YOUR OBJECTIVE.
Within the listing below, how many lines include the string "EulerRot"? Reply with only the number.

EXCERPTED DATA.
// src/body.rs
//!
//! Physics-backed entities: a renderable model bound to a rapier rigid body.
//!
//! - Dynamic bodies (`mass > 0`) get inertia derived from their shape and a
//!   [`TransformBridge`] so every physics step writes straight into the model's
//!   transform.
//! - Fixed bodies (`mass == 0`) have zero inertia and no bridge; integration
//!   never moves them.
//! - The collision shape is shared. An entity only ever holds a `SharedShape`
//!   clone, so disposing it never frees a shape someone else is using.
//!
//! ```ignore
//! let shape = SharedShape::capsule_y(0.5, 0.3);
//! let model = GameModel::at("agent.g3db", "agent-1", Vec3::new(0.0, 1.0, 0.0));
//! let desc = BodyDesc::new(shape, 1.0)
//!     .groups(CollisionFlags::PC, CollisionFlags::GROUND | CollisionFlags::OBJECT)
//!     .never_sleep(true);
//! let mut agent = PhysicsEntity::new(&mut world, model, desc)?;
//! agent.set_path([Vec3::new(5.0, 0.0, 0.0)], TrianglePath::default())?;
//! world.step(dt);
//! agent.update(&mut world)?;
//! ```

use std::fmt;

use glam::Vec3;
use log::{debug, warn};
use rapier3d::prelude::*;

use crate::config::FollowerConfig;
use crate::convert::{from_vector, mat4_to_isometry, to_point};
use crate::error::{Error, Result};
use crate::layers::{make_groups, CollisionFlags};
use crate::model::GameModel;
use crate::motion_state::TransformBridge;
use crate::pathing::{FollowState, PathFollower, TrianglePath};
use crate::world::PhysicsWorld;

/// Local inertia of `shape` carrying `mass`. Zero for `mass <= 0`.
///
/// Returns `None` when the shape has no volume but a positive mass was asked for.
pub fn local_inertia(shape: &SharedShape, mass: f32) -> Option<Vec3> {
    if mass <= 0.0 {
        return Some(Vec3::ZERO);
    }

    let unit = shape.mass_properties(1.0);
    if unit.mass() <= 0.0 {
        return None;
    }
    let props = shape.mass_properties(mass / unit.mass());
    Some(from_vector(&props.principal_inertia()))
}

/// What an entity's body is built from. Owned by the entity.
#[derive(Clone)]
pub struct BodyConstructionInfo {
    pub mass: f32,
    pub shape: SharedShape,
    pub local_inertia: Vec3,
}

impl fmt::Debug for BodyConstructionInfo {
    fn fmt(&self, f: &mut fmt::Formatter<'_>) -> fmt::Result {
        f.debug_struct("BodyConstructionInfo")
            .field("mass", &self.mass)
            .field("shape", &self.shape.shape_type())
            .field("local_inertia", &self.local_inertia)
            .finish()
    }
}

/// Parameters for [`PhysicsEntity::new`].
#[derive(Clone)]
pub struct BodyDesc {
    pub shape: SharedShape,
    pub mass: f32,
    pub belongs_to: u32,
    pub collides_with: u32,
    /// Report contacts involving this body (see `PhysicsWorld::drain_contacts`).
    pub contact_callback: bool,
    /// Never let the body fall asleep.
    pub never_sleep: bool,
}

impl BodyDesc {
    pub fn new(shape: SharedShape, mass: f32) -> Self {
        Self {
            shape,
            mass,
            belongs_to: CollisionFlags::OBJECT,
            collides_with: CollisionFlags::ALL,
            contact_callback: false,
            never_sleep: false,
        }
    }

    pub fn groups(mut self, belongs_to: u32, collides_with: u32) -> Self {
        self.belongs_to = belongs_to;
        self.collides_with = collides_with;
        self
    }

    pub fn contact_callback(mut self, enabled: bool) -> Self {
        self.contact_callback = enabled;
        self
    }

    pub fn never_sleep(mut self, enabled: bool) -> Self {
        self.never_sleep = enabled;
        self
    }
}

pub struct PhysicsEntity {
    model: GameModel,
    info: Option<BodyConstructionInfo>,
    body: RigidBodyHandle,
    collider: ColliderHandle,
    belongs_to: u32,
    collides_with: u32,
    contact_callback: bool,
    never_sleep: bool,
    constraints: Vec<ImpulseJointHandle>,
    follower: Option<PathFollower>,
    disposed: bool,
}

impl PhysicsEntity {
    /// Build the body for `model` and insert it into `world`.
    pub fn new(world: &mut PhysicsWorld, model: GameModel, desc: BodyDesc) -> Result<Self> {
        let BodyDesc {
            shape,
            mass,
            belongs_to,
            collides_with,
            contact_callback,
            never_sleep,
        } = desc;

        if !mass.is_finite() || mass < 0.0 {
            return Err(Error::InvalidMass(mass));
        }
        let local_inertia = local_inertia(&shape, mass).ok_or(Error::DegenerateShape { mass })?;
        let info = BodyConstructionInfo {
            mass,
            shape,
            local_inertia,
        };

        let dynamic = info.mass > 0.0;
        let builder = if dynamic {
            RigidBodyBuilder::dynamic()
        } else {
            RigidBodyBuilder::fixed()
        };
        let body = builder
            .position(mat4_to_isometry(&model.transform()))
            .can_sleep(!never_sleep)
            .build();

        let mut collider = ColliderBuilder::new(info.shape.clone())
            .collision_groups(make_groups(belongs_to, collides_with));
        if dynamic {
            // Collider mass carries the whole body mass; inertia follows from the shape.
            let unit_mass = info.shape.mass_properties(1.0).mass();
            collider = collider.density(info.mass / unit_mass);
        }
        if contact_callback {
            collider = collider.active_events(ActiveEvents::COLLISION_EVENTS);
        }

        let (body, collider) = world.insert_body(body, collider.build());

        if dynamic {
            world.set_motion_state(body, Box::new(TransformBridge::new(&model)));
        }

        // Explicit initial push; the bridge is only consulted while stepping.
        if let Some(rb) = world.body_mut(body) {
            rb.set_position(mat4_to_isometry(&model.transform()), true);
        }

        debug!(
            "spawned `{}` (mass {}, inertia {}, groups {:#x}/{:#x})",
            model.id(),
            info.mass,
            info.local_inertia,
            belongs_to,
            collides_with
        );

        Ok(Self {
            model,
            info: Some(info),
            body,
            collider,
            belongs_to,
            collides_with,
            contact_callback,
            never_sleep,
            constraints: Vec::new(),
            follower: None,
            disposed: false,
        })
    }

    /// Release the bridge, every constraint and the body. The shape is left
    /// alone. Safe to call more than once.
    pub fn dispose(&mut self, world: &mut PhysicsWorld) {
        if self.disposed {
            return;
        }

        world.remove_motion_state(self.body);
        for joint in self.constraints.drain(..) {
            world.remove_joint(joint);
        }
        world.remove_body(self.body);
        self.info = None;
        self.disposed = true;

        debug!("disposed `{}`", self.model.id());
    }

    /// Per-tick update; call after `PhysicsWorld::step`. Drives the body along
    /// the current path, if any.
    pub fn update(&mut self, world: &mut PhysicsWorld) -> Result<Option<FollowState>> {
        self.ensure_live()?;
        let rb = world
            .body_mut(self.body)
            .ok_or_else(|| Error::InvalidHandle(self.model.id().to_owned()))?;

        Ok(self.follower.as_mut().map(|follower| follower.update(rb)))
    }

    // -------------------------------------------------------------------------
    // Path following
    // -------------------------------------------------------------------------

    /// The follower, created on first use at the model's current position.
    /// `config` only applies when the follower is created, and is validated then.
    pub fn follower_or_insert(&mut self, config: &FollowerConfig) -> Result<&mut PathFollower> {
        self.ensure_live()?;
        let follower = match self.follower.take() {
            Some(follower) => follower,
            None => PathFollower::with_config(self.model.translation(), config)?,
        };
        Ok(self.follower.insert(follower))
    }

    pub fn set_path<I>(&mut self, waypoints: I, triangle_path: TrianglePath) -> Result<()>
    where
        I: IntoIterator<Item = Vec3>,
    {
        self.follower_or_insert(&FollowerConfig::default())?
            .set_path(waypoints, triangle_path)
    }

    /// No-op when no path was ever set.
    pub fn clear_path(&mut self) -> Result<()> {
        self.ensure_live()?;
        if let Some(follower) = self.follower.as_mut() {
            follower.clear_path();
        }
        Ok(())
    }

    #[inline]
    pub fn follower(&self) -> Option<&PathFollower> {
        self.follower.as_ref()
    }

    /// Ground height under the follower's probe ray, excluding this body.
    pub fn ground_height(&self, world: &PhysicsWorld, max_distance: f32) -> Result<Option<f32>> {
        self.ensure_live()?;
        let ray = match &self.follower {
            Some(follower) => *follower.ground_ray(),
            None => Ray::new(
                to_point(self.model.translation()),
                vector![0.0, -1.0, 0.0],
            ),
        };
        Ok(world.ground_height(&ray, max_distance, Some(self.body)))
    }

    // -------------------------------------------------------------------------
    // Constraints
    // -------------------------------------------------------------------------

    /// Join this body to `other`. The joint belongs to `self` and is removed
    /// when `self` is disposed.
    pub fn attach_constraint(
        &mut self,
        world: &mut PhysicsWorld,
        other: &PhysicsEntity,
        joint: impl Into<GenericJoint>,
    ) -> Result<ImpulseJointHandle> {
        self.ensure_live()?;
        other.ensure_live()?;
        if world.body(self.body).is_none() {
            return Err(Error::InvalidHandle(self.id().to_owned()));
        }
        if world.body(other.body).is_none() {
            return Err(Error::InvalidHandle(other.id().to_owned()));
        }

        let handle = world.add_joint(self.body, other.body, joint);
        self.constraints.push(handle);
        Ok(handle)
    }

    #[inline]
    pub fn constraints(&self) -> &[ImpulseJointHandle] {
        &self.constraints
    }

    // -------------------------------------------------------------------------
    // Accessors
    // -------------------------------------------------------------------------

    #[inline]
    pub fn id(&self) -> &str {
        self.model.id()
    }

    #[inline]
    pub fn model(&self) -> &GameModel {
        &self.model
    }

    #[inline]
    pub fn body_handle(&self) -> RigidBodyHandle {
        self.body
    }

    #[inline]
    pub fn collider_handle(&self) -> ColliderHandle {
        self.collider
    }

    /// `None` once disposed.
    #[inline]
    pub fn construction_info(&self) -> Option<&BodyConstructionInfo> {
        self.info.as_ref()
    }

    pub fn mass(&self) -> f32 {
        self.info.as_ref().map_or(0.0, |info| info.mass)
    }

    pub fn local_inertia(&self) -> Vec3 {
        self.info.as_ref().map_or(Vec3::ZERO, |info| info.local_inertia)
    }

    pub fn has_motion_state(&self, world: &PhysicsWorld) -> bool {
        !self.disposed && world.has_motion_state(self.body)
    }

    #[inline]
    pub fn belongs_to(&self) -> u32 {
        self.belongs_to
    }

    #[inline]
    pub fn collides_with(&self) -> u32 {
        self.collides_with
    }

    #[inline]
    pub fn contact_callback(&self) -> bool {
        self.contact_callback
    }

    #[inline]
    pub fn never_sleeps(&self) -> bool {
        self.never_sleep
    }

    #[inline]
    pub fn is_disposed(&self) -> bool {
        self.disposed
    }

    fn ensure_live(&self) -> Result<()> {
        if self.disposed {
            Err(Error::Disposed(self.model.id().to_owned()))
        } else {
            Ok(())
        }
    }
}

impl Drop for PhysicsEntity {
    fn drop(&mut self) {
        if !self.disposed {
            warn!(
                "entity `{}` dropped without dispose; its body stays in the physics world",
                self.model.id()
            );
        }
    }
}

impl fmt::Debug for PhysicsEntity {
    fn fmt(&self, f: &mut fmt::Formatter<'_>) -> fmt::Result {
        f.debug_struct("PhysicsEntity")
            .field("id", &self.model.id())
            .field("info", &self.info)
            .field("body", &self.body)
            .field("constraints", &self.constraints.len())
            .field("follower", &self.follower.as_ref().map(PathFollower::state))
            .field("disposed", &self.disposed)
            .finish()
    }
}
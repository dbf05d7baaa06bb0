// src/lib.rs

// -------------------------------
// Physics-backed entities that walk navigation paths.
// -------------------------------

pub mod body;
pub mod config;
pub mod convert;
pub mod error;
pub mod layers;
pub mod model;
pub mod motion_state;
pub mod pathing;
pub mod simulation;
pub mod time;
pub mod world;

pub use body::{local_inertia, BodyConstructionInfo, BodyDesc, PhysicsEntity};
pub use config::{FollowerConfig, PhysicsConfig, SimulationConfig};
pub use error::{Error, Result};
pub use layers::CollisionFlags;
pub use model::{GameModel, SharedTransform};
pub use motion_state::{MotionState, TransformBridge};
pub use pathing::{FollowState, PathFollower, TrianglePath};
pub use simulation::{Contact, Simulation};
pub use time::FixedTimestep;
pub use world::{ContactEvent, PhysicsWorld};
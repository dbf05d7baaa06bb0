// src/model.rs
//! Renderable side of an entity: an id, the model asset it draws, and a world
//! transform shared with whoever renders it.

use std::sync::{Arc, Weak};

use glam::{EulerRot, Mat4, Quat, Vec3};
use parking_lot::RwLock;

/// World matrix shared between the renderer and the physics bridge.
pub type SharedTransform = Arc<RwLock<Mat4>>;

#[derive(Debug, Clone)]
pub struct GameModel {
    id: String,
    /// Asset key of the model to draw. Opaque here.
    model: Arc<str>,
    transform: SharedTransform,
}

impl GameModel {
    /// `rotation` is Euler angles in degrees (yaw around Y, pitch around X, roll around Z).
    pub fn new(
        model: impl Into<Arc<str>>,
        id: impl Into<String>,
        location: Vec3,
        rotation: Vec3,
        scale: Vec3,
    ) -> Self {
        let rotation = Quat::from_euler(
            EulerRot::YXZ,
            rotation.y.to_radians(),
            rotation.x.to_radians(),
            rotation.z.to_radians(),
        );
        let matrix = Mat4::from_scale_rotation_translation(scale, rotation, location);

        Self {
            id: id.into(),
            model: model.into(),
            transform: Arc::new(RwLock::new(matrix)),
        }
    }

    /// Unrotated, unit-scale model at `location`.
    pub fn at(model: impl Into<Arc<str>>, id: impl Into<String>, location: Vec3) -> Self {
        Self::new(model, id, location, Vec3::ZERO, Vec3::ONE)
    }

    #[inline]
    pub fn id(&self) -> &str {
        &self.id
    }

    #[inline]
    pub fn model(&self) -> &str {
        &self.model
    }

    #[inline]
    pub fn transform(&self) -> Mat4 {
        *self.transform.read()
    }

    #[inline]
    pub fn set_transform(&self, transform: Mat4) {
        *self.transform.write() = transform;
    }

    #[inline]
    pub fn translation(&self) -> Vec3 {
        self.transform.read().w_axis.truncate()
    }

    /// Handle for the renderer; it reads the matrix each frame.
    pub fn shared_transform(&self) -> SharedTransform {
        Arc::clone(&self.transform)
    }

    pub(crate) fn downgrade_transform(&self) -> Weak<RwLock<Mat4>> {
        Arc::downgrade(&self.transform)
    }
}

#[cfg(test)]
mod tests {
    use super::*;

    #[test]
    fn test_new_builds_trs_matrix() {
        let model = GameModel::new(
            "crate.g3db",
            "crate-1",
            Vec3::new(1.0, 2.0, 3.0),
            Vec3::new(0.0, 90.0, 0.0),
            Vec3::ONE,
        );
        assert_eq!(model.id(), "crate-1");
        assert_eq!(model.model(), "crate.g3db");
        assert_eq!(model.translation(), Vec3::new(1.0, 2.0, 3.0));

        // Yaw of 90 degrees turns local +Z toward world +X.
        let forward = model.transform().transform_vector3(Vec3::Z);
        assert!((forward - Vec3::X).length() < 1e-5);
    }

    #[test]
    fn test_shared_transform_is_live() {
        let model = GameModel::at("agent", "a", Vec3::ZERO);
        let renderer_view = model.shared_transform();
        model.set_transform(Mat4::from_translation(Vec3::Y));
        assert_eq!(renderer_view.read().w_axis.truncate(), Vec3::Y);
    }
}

OUTPUT OF THE TASK.
2